# Help-Hives feeling a bit lite in Southern Maine



## Saltybee (Feb 9, 2012)

If you want the best chance of survival I would put the supers on, the bees will move up. You may have brood in your supers next spring, but you having brood is the idea after all. No harm. just reverse or use queen excluder to let them emoty the super in the spring.
If you want the honey look at the my sugar brick recipe post from Lauri. Mountain camp is very similar, sheet of newspaper and dry sugar in a 1.5 spacer between the upper frames and inner cover.


----------



## Andrew Dewey (Aug 23, 2005)

Hi Marcy,

Yes colonies can make a dent in their stores with late fall activity - and this is the time where treatment free gets tested as the beekeeper feels they ought to do something to help their bees. Where you are located in Brunswick a conservative guess is that your hives should weigh at least 125lbs heading into winter. Feeling sometimes isn't all that accurate - you really need to put the hives on a scale. One you know the scenario you are dealing with you can take action consistent with your beekeeping philosophy. I think it is too late to feed liquids.

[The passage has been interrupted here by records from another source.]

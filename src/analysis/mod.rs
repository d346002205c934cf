//! Companion operations over extracted record files
//!
//! - [`reader`] - Decode record streams and files
//! - [`dump`] - Render records as text
//! - [`addrs`] - Unique destination addresses
//! - [`stats`] - Sigma-clipped latency per (probe, destination)

pub mod addrs;
pub mod dump;
pub mod reader;
pub mod stats;

pub use addrs::{collect_destinations, unique_destinations};
pub use dump::dump_records;
pub use reader::{RecordReader, open_record_file, read_record_dir, read_record_file};
pub use stats::{LatencyInfo, PathStats, collect_path_stats, sigma_clip};
#![cfg(all(feature = "serde", feature = "effect"))]

//! Integration tests for serde support.
//!
//! Only the plain data containers serialize; the deferred computations
//! (State, Reader, IO, IOLite) hold closures and do not.

use monadic::control::{Either, Maybe};
use monadic::effect::Writer;
use monadic::typeclass::{Identity, Product, Sum};
use rstest::rstest;

#[rstest]
fn test_maybe_json_roundtrip() {
    let just: Maybe<i32> = Maybe::Just(42);
    let nothing: Maybe<i32> = Maybe::Nothing;

    let just_json = serde_json::to_string(&just).unwrap();
    let nothing_json = serde_json::to_string(&nothing).unwrap();

    assert_eq!(serde_json::from_str::<Maybe<i32>>(&just_json).unwrap(), just);
    assert_eq!(serde_json::from_str::<Maybe<i32>>(&nothing_json).unwrap(), nothing);
}

#[rstest]
fn test_either_json_roundtrip() {
    let left: Either<String, i32> = Either::Left("error".to_string());
    let right: Either<String, i32> = Either::Right(42);

    let left_json = serde_json::to_string(&left).unwrap();
    let right_json = serde_json::to_string(&right).unwrap();

    assert_eq!(left_json, r#"{"Left":"error"}"#);
    assert_eq!(serde_json::from_str::<Either<String, i32>>(&left_json).unwrap(), left);
    assert_eq!(serde_json::from_str::<Either<String, i32>>(&right_json).unwrap(), right);
}

#[rstest]
fn test_wrappers_json_roundtrip() {
    let identity = Identity(vec![1, 2]);
    let sum = Sum(10_u64);
    let product = Product(2.5_f64);

    assert_eq!(serde_json::to_string(&sum).unwrap(), "10");
    assert_eq!(
        serde_json::from_str::<Identity<Vec<i32>>>(&serde_json::to_string(&identity).unwrap()).unwrap(),
        identity
    );
    assert_eq!(serde_json::from_str::<Product<f64>>(&serde_json::to_string(&product).unwrap()).unwrap(), product);
}

#[rstest]
fn test_writer_json_roundtrip() {
    let writer: Writer<Vec<String>, u8> = Writer::new(7, vec!["seven".to_string()]);
    let json = serde_json::to_string(&writer).unwrap();

    assert_eq!(json, r#"{"result":7,"output":["seven"]}"#);
    assert_eq!(serde_json::from_str::<Writer<Vec<String>, u8>>(&json).unwrap(), writer);
}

So that leaves you with 1) adding a sugar brick or other insurance now, 2) monitoring over the winter and providing the bees with a candy board or fondant later this winter based on your observations, 3) placing the super back on the hive now and reconciling yourself to the probability that there will be brood in the super before you get it off, 4) combining hives so that those remaining have adequate stores and 5) do nothing and be prepared to loose colonies to starvation.

Personally I'd go with number 3 - I have an unprocessed shallow in my kitchen destined for family Christmas gifts and while I would hate to give that vision up, providing adequate food for over wintering AND spring buildup prior to spring natural resource availability is key to how I see my job as a beekeeper.

Think about what you might do next year differently - who knows what the weather will be next fall. I understand there are some beekeepers in the Portland area who are going to two deeps and a medium primarily to ensure adequate winter stores. I'm doing my first three deep colony this year, though I did rob some of the honey for nucs I'm over wintering. I'll know next spring how well that experiment worked.


----------



## gomarciab (Aug 7, 2013)

Hi Andrew and Salty

Thanks for your sound and logical advice, and yes I put the suppers on the colonies.

I have to say it was quite chilly the day when I put the supers back on the colonies but the next day we were near 60 degrees again here in Brunswick. This is just an incredibly warm weather pattern that does seem to be affecting the honey stores. I am happy with the decision to put the suppers back on as I am stewarding the bees these days and am more concerned about their survival then the honey. Truth is I have 2 mediums and 1 and a half suppers still in the barn to be processed anyhow. I did not one interesting thing while observing the colonies in the field this week and I think it is worth mentioning. Two of the hives still have plenty of drones flying in and out and they are still being welcomed upon their arrival on deck.
Kinda late for bee romance I think but I did find this interesting for one week into November.

I don't much like the idea of dealing with brood in supers in the spring but avoiding starvation is the goal so deal I will.

Again thank you for the advice.


----------